Valerio Petrarca: «Il nostro destino culturale»
Ernesto De Martino
Il modo con cui De Martino considera le espressioni rituali permette di attraversare, senza perdersi, lo svolgimento della sua opera. Con un libro del 1958, Morte e pianto rituale. Dal lamento funebre antico al pianto di Maria, De Martino precisa meglio in che modo i riti in azione possono diventare un documento per l’antropologia e la storia delle religioni. Il pianto rituale delle donne lucane, che De Martino aveva visto con suoi occhi, lo spinge a rileggere le fonti antiche per recuperare informazioni sul linguaggio del corpo. La novità del cristianesimo, nel panorama delle civiltà religiose antiche, si presenta allora proprio come novità rituale funebre, dove non si dovrebbe piangere «come quelli che non hanno speranza». Riti e credenze con cui i primi cristiani trattano la morte e il morto costruiscono l’idea di persona e quella della sua relazione con il divenire storico, secondo la promessa di un Regno da compiersi ora nella prospettiva religiosa della fine del mondo ora in quella secolarizzata del destino culturale dell’Occidente.
È dunque possibile interpretare la genesi del protocristianesimo come la esemplarizzazione di una storica risoluzione di una crisi del cordoglio: risoluzione che trasforma Gesù morto nel Cristo risorto, e il morto-che-torna della crisi nel morto-risorto presente nella Chiesa e per eccellenza nel banchetto eucaristico, sino a quando il già accaduto della promessa sarà compiuto mediante lo slancio missionario. Ciò suggerisce un approfondimento ulteriore della tesi di Morte e pianto rituale nel mondo antico e autorizza a interpretare il Cristianesimo come un grande rituale funerario per una morte esemplarmente risolutiva del vario morire storico e come pedagogia del distacco e del trascendimento rispetto a ciò che muore.
Ernesto De Martino, La fine del mondo. Contributo all’analisi delle apocalissi culturali [1977], nuova edizione a cura di G. Charuty, D. Fabre, M. Massenzio, Torino, Einaudi, 2019.
Il rapporto conoscitivo con l’ethos è problema nato in Occidente, e la sua sola formulazione trascina implicitamente in causa tutto quel corso di atteggiamenti culturali che ha avuto inizio con la scoperta del Nuovo Mondo e che ha messo capo alla etnologia come scienza. Questo rapporto, inevitabilmente, comporta l’impiego di unità di misura maturate nella storia occidentale: l’unica richiesta legittima è di verificare tali unità di misura, di rimetterle in causa, di provarle e riprovarle in occasione dell’incontro con l’etnos o di modificarle nel progresso umanistico che la materia etnologica stimola: ma, in ogni caso, si tratterà sempre di «reazioni occidentali», sia pure controllate dalla presa di coscienza metodica della storia dell’Occidente e sia pure inserite nel quadro di un «Occidente in movimento» in virtù della efficacia dinamica che ogni «esame di coscienza» suscita. Non ha invece nessun senso la pretesa di collocare la cultura occidentale «fra» tutte le altre, e fingere di poter contemplare da apolide tutte le culture, in una sorta di oggettivismo metaculturale e metastorico.

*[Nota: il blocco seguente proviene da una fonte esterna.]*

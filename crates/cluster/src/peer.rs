//! Cluster member endpoints

use std::sync::atomic::{AtomicBool, AtomicUsize, Ordering};
use std::sync::Arc;

use async_trait::async_trait;

use netd_shared_types::PeerRequest;

/// Receiving side of a peer notification. Requests handed to it always come
/// from another member and are applied without being forwarded again.
#[async_trait]
pub trait PeerHandler: Send + Sync {
    async fn handle_peer_request(&self, request: &PeerRequest) -> anyhow::Result<()>;
}

/// A cluster member the notifier can reach.
#[async_trait]
pub trait PeerEndpoint: Send + Sync {
    fn name(&self) -> &str;

    fn is_online(&self) -> bool;

    fn set_online(&self, online: bool);

    async fn deliver(&self, request: &PeerRequest) -> anyhow::Result<()>;
}

/// Member running in this process. Requests go through their JSON wire form
/// before reaching the handler.
pub struct LocalPeer {
    name: String,
    online: AtomicBool,
    delivered: AtomicUsize,
    handler: Arc<dyn PeerHandler>,
}

impl LocalPeer {
    pub fn new(name: impl Into<String>, handler: Arc<dyn PeerHandler>) -> Self {
        Self {
            name: name.into(),
            online: AtomicBool::new(true),
            delivered: AtomicUsize::new(0),
            handler,
        }
    }

    /// Number of requests handed to the handler so far.
    pub fn delivered(&self) -> usize {
        self.delivered.load(Ordering::SeqCst)
    }
}

#[async_trait]
impl PeerEndpoint for LocalPeer {
    fn name(&self) -> &str {
        &self.name
    }

    fn is_online(&self) -> bool {
        self.online.load(Ordering::SeqCst)
    }

    fn set_online(&self, online: bool) {
        self.online.store(online, Ordering::SeqCst);
    }

    async fn deliver(&self, request: &PeerRequest) -> anyhow::Result<()> {
        if !self.is_online() {
            anyhow::bail!("member {} is offline", self.name);
        }

        let wire = serde_json::to_vec(request)?;
        let request: PeerRequest = serde_json::from_slice(&wire)?;

        self.delivered.fetch_add(1, Ordering::SeqCst);
        self.handler.handle_peer_request(&request).await
    }
}

impl std::fmt::Debug for LocalPeer {
    fn fmt(&self, f: &mut std::fmt::Formatter<'_>) -> std::fmt::Result {
        f.debug_struct("LocalPeer")
            .field("name", &self.name)
            .field("online", &self.is_online())
            .finish_non_exhaustive()
    }
}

Ernesto De Martino, Promesse e minacce dell’etnologia, in Id. Furore, simbolo e valore [1962], Milano, Il Saggiatore, 2013.
Valerio Petrarca è stato borsista dell’«Istituto ‘Croce’» e insegna Antropologia culturale nell’Università di Napoli Federico II. Ha insegnato anche in altre istituzioni, come l’École des Hautes Études en Sciences Sociales e la Fondation Maison de Science de l’Homme di Parigi.

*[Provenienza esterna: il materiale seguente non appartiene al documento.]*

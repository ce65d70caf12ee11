//! Reusable validation rules for network config values

use std::net::{Ipv4Addr, Ipv6Addr};
use std::sync::OnceLock;

use ipnet::{Ipv4Net, Ipv6Net};
use regex::Regex;

use crate::dhcp::{parse_dhcp_ranges, AddressFamily, RangePolicy};
use crate::validate::{RuleResult, RuleViolation};

/// Valid MTU range
pub const MTU_RANGE: std::ops::RangeInclusive<u32> = 68..=65535;

/// Valid VLAN tag range
pub const VLAN_TAG_RANGE: std::ops::RangeInclusive<u32> = 1..=4094;

/// Maximum length of a Linux interface name
pub const INTERFACE_NAME_MAX_LEN: usize = 15;

fn interface_name_regex() -> &'static Regex {
    static REGEX: OnceLock<Regex> = OnceLock::new();
    REGEX.get_or_init(|| Regex::new(r"^[a-zA-Z][a-zA-Z0-9_.-]*$").unwrap())
}

/// Whether `value` is a truthy config string.
pub fn is_true(value: &str) -> bool {
    matches!(
        value.to_ascii_lowercase().as_str(),
        "true" | "1" | "yes" | "on"
    )
}

/// Whether `value` is a falsy config string.
pub fn is_false(value: &str) -> bool {
    matches!(
        value.to_ascii_lowercase().as_str(),
        "false" | "0" | "no" | "off"
    )
}

/// Wrap a rule so that an empty value is accepted.
pub fn optional<F>(rule: F) -> impl Fn(&str) -> RuleResult + Send + Sync + 'static
where
    F: Fn(&str) -> RuleResult + Send + Sync + 'static,
{
    move |value: &str| {
        if value.is_empty() {
            Ok(())
        } else {
            rule(value)
        }
    }
}

/// Accept only one of `allowed`.
pub fn is_one_of(allowed: &'static [&'static str]) -> impl Fn(&str) -> RuleResult + Send + Sync {
    move |value: &str| {
        if allowed.iter().any(|candidate| *candidate == value) {
            Ok(())
        } else {
            Err(RuleViolation::new(format!(
                "Invalid value {:?} (not one of {:?})",
                value, allowed
            )))
        }
    }
}

pub fn is_any(_value: &str) -> RuleResult {
    Ok(())
}

pub fn is_bool(value: &str) -> RuleResult {
    if is_true(value) || is_false(value) {
        Ok(())
    } else {
        Err(RuleViolation::new(format!("Invalid value for a boolean {:?}", value)))
    }
}

pub fn is_network_mtu(value: &str) -> RuleResult {
    let mtu = value
        .parse::<u32>()
        .map_err(|_| RuleViolation::new(format!("Invalid MTU {:?}", value)))?;

    if !MTU_RANGE.contains(&mtu) {
        return Err(RuleViolation::new(format!(
            "Invalid MTU value: {} (must be between {} and {})",
            mtu,
            MTU_RANGE.start(),
            MTU_RANGE.end()
        )));
    }

    Ok(())
}

pub fn is_vlan_id(value: &str) -> RuleResult {
    let tag = value
        .parse::<u32>()
        .map_err(|_| RuleViolation::new(format!("Invalid VLAN tag {:?}", value)))?;

    if !VLAN_TAG_RANGE.contains(&tag) {
        return Err(RuleViolation::new(format!(
            "Invalid VLAN tag: {} (must be between {} and {})",
            tag,
            VLAN_TAG_RANGE.start(),
            VLAN_TAG_RANGE.end()
        )));
    }

    Ok(())
}

pub fn is_interface_name(value: &str) -> RuleResult {
    if value.is_empty() {
        return Err(RuleViolation::new("Interface name is required"));
    }

    if value.len() > INTERFACE_NAME_MAX_LEN {
        return Err(RuleViolation::new(format!(
            "Interface name too long (max {} characters)",
            INTERFACE_NAME_MAX_LEN
        )));
    }

    if !interface_name_regex().is_match(value) {
        return Err(RuleViolation::new(format!(
            "Invalid interface name format {:?}",
            value
        )));
    }

    Ok(())
}

/// Comma separated list of interface names.
pub fn is_interface_list(value: &str) -> RuleResult {
    for name in value.split(',') {
        is_interface_name(name.trim())?;
    }

    Ok(())
}

pub fn is_network_address_cidr_v4(value: &str) -> RuleResult {
    value
        .parse::<Ipv4Net>()
        .map(|_| ())
        .map_err(|_| RuleViolation::new(format!("Not an IPv4 CIDR address {:?}", value)))
}

pub fn is_network_address_cidr_v6(value: &str) -> RuleResult {
    value
        .parse::<Ipv6Net>()
        .map(|_| ())
        .map_err(|_| RuleViolation::new(format!("Not an IPv6 CIDR address {:?}", value)))
}

fn is_dhcp_ranges<A: AddressFamily + std::fmt::Display>(value: &str) -> RuleResult {
    let ranges = parse_dhcp_ranges::<A>(value, RangePolicy::FailInvalid)
        .map_err(|err| RuleViolation::new(err.to_string()))?;

    if let Some(range) = ranges.iter().find(|range| !range.is_ordered()) {
        return Err(RuleViolation::new(format!(
            "Range {} ends before it starts",
            range
        )));
    }

    Ok(())
}

pub fn is_dhcp_ranges_v4(value: &str) -> RuleResult {
    is_dhcp_ranges::<Ipv4Addr>(value)
}

pub fn is_dhcp_ranges_v6(value: &str) -> RuleResult {
    is_dhcp_ranges::<Ipv6Addr>(value)
}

Le sue ricerche si basano sull’indagine etnografica e storica. Riguardano i fenomeni sociali e religiosi dell’Africa contemporanea e la cultura popolare europea in età moderna. Tra le sue pubblicazioni: Prophètes d’Afrique noire au XXe siècle, in Prophètes et prophétisme, dir. A. Vauchez, Seuil, Paris 2012; I pazzi di Grégoire, Sellerio, Palermo 2021; Messia nero, Viella, Roma 2022; Di Santa Rosalia Vergine Palermitana, Sellerio, Palermo 2022.